> [Activity]:
Return every line of the data exactly as it appears.

> [Given entries]:
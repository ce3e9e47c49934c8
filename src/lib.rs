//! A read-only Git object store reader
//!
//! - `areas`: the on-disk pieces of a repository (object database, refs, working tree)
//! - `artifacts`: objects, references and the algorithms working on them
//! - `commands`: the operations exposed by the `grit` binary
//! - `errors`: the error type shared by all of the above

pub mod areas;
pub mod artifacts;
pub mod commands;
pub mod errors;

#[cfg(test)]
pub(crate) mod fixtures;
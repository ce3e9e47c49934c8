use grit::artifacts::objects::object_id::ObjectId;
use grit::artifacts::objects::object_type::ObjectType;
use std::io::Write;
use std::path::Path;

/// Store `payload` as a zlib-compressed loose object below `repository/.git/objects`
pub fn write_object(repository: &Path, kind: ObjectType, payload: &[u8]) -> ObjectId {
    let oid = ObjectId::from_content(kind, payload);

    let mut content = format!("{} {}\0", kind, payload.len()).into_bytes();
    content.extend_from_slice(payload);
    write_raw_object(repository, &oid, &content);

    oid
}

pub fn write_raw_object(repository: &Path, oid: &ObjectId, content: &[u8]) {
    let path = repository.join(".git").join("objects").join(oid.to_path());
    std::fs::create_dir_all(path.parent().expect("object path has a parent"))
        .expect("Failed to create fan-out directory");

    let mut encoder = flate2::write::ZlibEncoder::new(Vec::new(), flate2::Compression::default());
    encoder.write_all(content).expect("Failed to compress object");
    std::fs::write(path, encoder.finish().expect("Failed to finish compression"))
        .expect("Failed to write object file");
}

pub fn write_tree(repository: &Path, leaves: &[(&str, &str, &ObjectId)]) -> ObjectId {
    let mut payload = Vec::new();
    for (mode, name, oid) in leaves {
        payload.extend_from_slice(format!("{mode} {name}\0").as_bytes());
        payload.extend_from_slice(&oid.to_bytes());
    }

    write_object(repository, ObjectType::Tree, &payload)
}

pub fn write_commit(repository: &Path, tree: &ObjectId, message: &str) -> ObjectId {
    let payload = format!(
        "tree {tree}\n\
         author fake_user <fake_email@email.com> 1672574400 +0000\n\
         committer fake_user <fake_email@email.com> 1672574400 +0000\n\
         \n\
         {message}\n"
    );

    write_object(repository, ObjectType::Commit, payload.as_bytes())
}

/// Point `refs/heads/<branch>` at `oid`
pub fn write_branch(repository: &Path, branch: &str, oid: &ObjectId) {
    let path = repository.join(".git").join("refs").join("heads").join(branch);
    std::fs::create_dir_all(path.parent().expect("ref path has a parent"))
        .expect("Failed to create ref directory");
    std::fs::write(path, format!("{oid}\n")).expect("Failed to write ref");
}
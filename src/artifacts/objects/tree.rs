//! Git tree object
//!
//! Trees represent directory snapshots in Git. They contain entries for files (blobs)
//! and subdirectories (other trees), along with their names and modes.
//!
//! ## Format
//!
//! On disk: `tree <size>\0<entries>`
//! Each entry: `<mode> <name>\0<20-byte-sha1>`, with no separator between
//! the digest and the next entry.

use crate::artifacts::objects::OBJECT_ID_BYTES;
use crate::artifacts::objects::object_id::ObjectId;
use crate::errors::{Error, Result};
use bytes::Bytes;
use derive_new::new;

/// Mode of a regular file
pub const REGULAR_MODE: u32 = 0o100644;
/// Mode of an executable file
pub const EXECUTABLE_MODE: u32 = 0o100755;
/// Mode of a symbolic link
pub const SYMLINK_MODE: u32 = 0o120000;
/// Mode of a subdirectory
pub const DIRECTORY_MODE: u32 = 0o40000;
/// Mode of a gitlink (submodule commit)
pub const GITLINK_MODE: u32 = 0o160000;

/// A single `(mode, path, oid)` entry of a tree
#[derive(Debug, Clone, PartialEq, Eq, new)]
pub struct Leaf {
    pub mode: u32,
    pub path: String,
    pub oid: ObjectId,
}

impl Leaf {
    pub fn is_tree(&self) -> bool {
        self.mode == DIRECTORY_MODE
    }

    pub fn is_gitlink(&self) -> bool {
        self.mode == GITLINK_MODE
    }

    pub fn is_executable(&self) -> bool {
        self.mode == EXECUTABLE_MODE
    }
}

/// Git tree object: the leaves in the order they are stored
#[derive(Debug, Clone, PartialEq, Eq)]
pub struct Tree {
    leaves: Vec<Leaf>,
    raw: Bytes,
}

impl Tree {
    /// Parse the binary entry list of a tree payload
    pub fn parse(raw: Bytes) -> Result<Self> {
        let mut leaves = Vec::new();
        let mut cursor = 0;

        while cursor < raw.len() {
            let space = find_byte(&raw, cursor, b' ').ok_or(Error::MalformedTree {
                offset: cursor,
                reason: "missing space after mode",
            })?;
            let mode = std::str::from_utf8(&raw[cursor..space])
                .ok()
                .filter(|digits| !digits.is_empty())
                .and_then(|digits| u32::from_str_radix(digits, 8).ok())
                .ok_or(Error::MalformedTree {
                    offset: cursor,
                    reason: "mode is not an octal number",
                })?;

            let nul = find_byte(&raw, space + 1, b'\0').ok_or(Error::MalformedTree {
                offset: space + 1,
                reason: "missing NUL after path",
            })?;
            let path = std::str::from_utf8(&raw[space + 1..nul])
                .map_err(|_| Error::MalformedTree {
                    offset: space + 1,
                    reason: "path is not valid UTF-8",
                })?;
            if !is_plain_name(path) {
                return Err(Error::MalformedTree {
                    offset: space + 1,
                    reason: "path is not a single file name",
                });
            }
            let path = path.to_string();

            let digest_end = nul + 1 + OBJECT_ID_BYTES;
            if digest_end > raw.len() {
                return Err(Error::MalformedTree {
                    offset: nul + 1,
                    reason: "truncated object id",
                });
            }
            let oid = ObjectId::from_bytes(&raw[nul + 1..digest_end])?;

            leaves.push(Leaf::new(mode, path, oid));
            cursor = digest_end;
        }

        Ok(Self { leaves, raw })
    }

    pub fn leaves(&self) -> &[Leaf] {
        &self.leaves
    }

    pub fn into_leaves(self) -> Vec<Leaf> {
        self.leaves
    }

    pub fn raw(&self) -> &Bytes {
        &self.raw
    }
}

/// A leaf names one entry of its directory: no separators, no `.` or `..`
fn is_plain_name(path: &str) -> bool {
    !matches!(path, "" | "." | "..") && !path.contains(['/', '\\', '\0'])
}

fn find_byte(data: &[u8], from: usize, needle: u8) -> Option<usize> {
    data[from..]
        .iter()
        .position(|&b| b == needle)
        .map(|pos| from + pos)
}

> [Answer to this problem]:
repository ce3e9e47c49934c8
filename src/lib.rs
//! A read-only Git object store reader
//!
//! - `areas`: the on-disk pieces of a repository (object database, refs, working tree)
//! - `artifacts`: objects, references and the algorithms working on them
//! - `commands`: the operations exposed by the `grit` binary
//! - `errors`: the error type shared by all of the above

pub mod areas;
pub mod artifacts;
pub mod commands;
pub mod errors;

#[cfg(test)]
pub(crate) mod fixtures;
repository ce3e9e47c49934c8
use grit::artifacts::objects::object_id::ObjectId;
use grit::artifacts::objects::object_type::ObjectType;
use std::io::Write;
use std::path::Path;

/// Store `payload` as a zlib-compressed loose object below `repository/.git/objects`
pub fn write_object(repository: &Path, kind: ObjectType, payload: &[u8]) -> ObjectId {
    let oid = ObjectId::from_content(kind, payload);

    let mut content = format!("{} {}\0", kind, payload.len()).into_bytes();
    content.extend_from_slice(payload);
    write_raw_object(repository, &oid, &content);

    oid
}

pub fn write_raw_object(repository: &Path, oid: &ObjectId, content: &[u8]) {
    let path = repository.join(".git").join("objects").join(oid.to_path());
    std::fs::create_dir_all(path.parent().expect("object path has a parent"))
        .expect("Failed to create fan-out directory");

    let mut encoder = flate2::write::ZlibEncoder::new(Vec::new(), flate2::Compression::default());
    encoder.write_all(content).expect("Failed to compress object");
    std::fs::write(path, encoder.finish().expect("Failed to finish compression"))
        .expect("Failed to write object file");
}

pub fn write_tree(repository: &Path, leaves: &[(&str, &str, &ObjectId)]) -> ObjectId {
    let mut payload = Vec::new();
    for (mode, name, oid) in leaves {
        payload.extend_from_slice(format!("{mode} {name}\0").as_bytes());
        payload.extend_from_slice(&oid.to_bytes());
    }

    write_object(repository, ObjectType::Tree, &payload)
}

pub fn write_commit(repository: &Path, tree: &ObjectId, message: &str) -> ObjectId {
    let payload = format!(
        "tree {tree}\n\
         author fake_user <fake_email@email.com> 1672574400 +0000\n\
         committer fake_user <fake_email@email.com> 1672574400 +0000\n\
         \n\
         {message}\n"
    );

    write_object(repository, ObjectType::Commit, payload.as_bytes())
}

/// Point `refs/heads/<branch>` at `oid`
pub fn write_branch(repository: &Path, branch: &str, oid: &ObjectId) {
    let path = repository.join(".git").join("refs").join("heads").join(branch);
    std::fs::create_dir_all(path.parent().expect("ref path has a parent"))
        .expect("Failed to create ref directory");
    std::fs::write(path, format!("{oid}\n")).expect("Failed to write ref");
}
filename src/artifacts/objects/tree.rs
//! Git tree object
//!
//! Trees represent directory snapshots in Git. They contain entries for files (blobs)
//! and subdirectories (other trees), along with their names and modes.
//!
//! ## Format
//!
//! On disk: `tree <size>\0<entries>`
//! Each entry: `<mode> <name>\0<20-byte-sha1>`, with no separator between
//! the digest and the next entry.

use crate::artifacts::objects::OBJECT_ID_BYTES;
use crate::artifacts::objects::object_id::ObjectId;
use crate::errors::{Error, Result};
use bytes::Bytes;
use derive_new::new;

/// Mode of a regular file
pub const REGULAR_MODE: u32 = 0o100644;
/// Mode of an executable file
pub const EXECUTABLE_MODE: u32 = 0o100755;
/// Mode of a symbolic link
pub const SYMLINK_MODE: u32 = 0o120000;
/// Mode of a subdirectory
pub const DIRECTORY_MODE: u32 = 0o40000;
/// Mode of a gitlink (submodule commit)
pub const GITLINK_MODE: u32 = 0o160000;

/// A single `(mode, path, oid)` entry of a tree
#[derive(Debug, Clone, PartialEq, Eq, new)]
pub struct Leaf {
    pub mode: u32,
    pub path: String,
    pub oid: ObjectId,
}

impl Leaf {
    pub fn is_tree(&self) -> bool {
        self.mode == DIRECTORY_MODE
    }

    pub fn is_gitlink(&self) -> bool {
        self.mode == GITLINK_MODE
    }

    pub fn is_executable(&self) -> bool {
        self.mode == EXECUTABLE_MODE
    }
}

/// Git tree object: the leaves in the order they are stored
#[derive(Debug, Clone, PartialEq, Eq)]
pub struct Tree {
    leaves: Vec<Leaf>,
    raw: Bytes,
}

impl Tree {
    /// Parse the binary entry list of a tree payload
    pub fn parse(raw: Bytes) -> Result<Self> {
        let mut leaves = Vec::new();
        let mut cursor = 0;

        while cursor < raw.len() {
            let space = find_byte(&raw, cursor, b' ').ok_or(Error::MalformedTree {
                offset: cursor,
                reason: "missing space after mode",
            })?;
            let mode = std::str::from_utf8(&raw[cursor..space])
                .ok()
                .filter(|digits| !digits.is_empty())
                .and_then(|digits| u32::from_str_radix(digits, 8).ok())
                .ok_or(Error::MalformedTree {
                    offset: cursor,
                    reason: "mode is not an octal number",
                })?;

            let nul = find_byte(&raw, space + 1, b'\0').ok_or(Error::MalformedTree {
                offset: space + 1,
                reason: "missing NUL after path",
            })?;
            let path = std::str::from_utf8(&raw[space + 1..nul])
                .map_err(|_| Error::MalformedTree {
                    offset: space + 1,
                    reason: "path is not valid UTF-8",
                })?;
            if !is_plain_name(path) {
                return Err(Error::MalformedTree {
                    offset: space + 1,
                    reason: "path is not a single file name",
                });
            }
            let path = path.to_string();

            let digest_end = nul + 1 + OBJECT_ID_BYTES;
            if digest_end > raw.len() {
                return Err(Error::MalformedTree {
                    offset: nul + 1,
                    reason: "truncated object id",
                });
            }
            let oid = ObjectId::from_bytes(&raw[nul + 1..digest_end])?;

            leaves.push(Leaf::new(mode, path, oid));
            cursor = digest_end;
        }

        Ok(Self { leaves, raw })
    }

    pub fn leaves(&self) -> &[Leaf] {
        &self.leaves
    }

    pub fn into_leaves(self) -> Vec<Leaf> {
        self.leaves
    }

    pub fn raw(&self) -> &Bytes {
        &self.raw
    }
}

/// A leaf names one entry of its directory: no separators, no `.` or `..`
fn is_plain_name(path: &str) -> bool {
    !matches!(path, "" | "." | "..") && !path.contains(['/', '\\', '\0'])
}

fn find_byte(data: &[u8], from: usize, needle: u8) -> Option<usize> {
    data[from..]
        .iter()
        .position(|&b| b == needle)
        .map(|pos| from + pos)
}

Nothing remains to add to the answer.